Teaspoon of detergent and leave the door open!

Our washer only came with a quickstart guide in English and I can't find a manual online







:

Can I put powder in the detergent container. I now they don't want you using bleach, but what about oxyclean type stuff?


----------



## Erinz (Mar 1, 2006)

AustinAmber I do the same with the quick wash -- no option of rinse only is a total drag







Our washer has clogged so many times now that I just leave that little round cover off in front so I can unscrew the cap and clear the pump myself. It takes but a second and just requires some pliers to pull the plastic thing out behind the screw cap. I do use a bag for stuff (even my socks get pulled in?!) but sometimes things sneak by me in pockets, etc (like hair ties, coins).
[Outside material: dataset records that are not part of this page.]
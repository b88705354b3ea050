use crate::foundation::core::{Affine, Point};
use crate::geometry::path::{PathParser, parse_path};

fn approx(a: Point, b: Point) -> bool {
    (a - b).hypot() < 1e-6
}

#[test]
fn straight_contour_with_close() {
    let pts = parse_path("M0 0 L10 0 L10 10 Z");
    assert_eq!(pts.len(), 4);
    assert_eq!(pts[0], Point::new(0.0, 0.0));
    assert_eq!(pts[1], Point::new(10.0, 0.0));
    assert_eq!(pts[2], Point::new(10.0, 10.0));
    assert_eq!(pts[3], pts[0]);
}

#[test]
fn parsing_is_restartable() {
    let d = "M0 0 C0 10 10 10 10 0 S20 -10 20 0 Q25 5 30 0 T40 0 Z";
    let mut parser = PathParser::new();
    assert_eq!(parser.parse(d), parser.parse(d));
    assert_eq!(parser.parse(d), parse_path(d));
}

#[test]
fn relative_commands_accumulate() {
    let pts = parse_path("m10 10 l5 0 l0 5");
    assert_eq!(
        pts,
        vec![
            Point::new(10.0, 10.0),
            Point::new(15.0, 10.0),
            Point::new(15.0, 15.0)
        ]
    );
}

#[test]
fn axis_aligned_commands() {
    let pts = parse_path("M0 0 H10 V5 h-2 v-1");
    assert_eq!(
        pts,
        vec![
            Point::new(0.0, 0.0),
            Point::new(10.0, 0.0),
            Point::new(10.0, 5.0),
            Point::new(8.0, 5.0),
            Point::new(8.0, 4.0)
        ]
    );
}

#[test]
fn move_consumes_a_single_pair() {
    // Extra coordinates after the first pair are not implicit line-tos.
    let pts = parse_path("M0 0 10 10 20 20");
    assert_eq!(pts, vec![Point::new(0.0, 0.0)]);
}

#[test]
fn terse_number_forms_lex_correctly() {
    let pts = parse_path("M1.5.5L-2e1 3");
    assert_eq!(pts[0], Point::new(1.5, 0.5));
    assert_eq!(pts[1], Point::new(-20.0, 3.0));
}

#[test]
fn cubic_flattening_lands_on_the_endpoint() {
    let pts = parse_path("M0 0 C0 10 10 10 10 0");
    assert!(pts.len() > 4, "curve should flatten into many points");
    assert!(approx(pts[pts.len() - 1], Point::new(10.0, 0.0)));
    assert!(pts.iter().all(|p| p.x.is_finite() && p.y.is_finite()));
    // The curve bulges toward positive y and stays inside its hull.
    assert!(pts.iter().any(|p| p.y > 5.0));
    assert!(pts.iter().all(|p| p.y <= 7.5 + 1e-9));
}

#[test]
fn arc_samples_lie_on_the_circle() {
    let pts = parse_path("M0 0 A5 5 0 0 1 10 0");
    let center = Point::new(5.0, 0.0);
    assert!(approx(pts[pts.len() - 1], Point::new(10.0, 0.0)));
    for p in &pts[1..] {
        assert!(((*p - center).hypot() - 5.0).abs() < 1e-6);
    }
}

#[test]
fn degenerate_arc_radius_draws_a_straight_line() {
    let pts = parse_path("M0 0 A0 5 0 0 1 10 0");
    assert_eq!(pts, vec![Point::new(0.0, 0.0), Point::new(10.0, 0.0)]);
}

#[test]
fn arc_to_the_same_point_draws_nothing() {
    let pts = parse_path("M3 4 A5 5 0 1 1 3 4");
    assert_eq!(pts, vec![Point::new(3.0, 4.0)]);
}

#[test]
fn undersized_arc_radii_are_scaled_up() {
    // Radii far too small for the endpoints still produce a finite arc
    // ending exactly at the target.
    let pts = parse_path("M0 0 A1 1 0 0 1 10 0");
    assert!(approx(pts[pts.len() - 1], Point::new(10.0, 0.0)));
    assert!(pts.iter().all(|p| p.x.is_finite() && p.y.is_finite()));
}

#[test]
fn transform_applies_to_every_emitted_point() {
    let mut parser = PathParser::with_transform(Affine::translate((100.0, -50.0)));
    let pts = parser.parse("M0 0 L1 0");
    assert_eq!(pts, vec![Point::new(100.0, -50.0), Point::new(101.0, -50.0)]);
}

#[test]
fn unknown_commands_and_junk_are_skipped() {
    let pts = parse_path("M0 0 X9 9 L1 1 \u{00e9}");
    assert_eq!(pts, vec![Point::new(0.0, 0.0), Point::new(1.0, 1.0)]);
}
I use powdered detergent for the dipes, and during the quick wash pre-wash I sometimes put in oxy-clean only.


----------



## Nate'sMama (Jul 21, 2007)

Suddenly my DS room smells like ammonia _every_ morning!

Is it the front loader?

I swear I only used a teaspoon of det.


----------



## Erinz (Mar 1, 2006)

Hmmm this is a brand new problem then? You may have to experiment with your detergent amount. I use so little becuase that is what works for me with our water, your water may require you to use more? Run them w/o any detergent and make sure you don't have bubbles in there also.

At least that's what I would do


----------



## vagabonder (Jun 8, 2007)

I have the Bosch Nexxt as well. That's a great idea to use the Quickwash first! I usually wash the diapers on the Xtrasanitary with an extra rinse. Which temp do you guys use for the main wash?

I tried adding oxi-clean once and dd's bum was not happy! I guess she is sensitive to it so just regular detergent for us now.


----------



## Erinz (Mar 1, 2006)

Quote:


Originally Posted by *vagabonder* 
I have the Bosch Nexxt as well. That's a great idea to use the Quickwash first! I usually wash the diapers on the Xtrasanitary with an extra rinse. Which temp do you guys use for the main wash?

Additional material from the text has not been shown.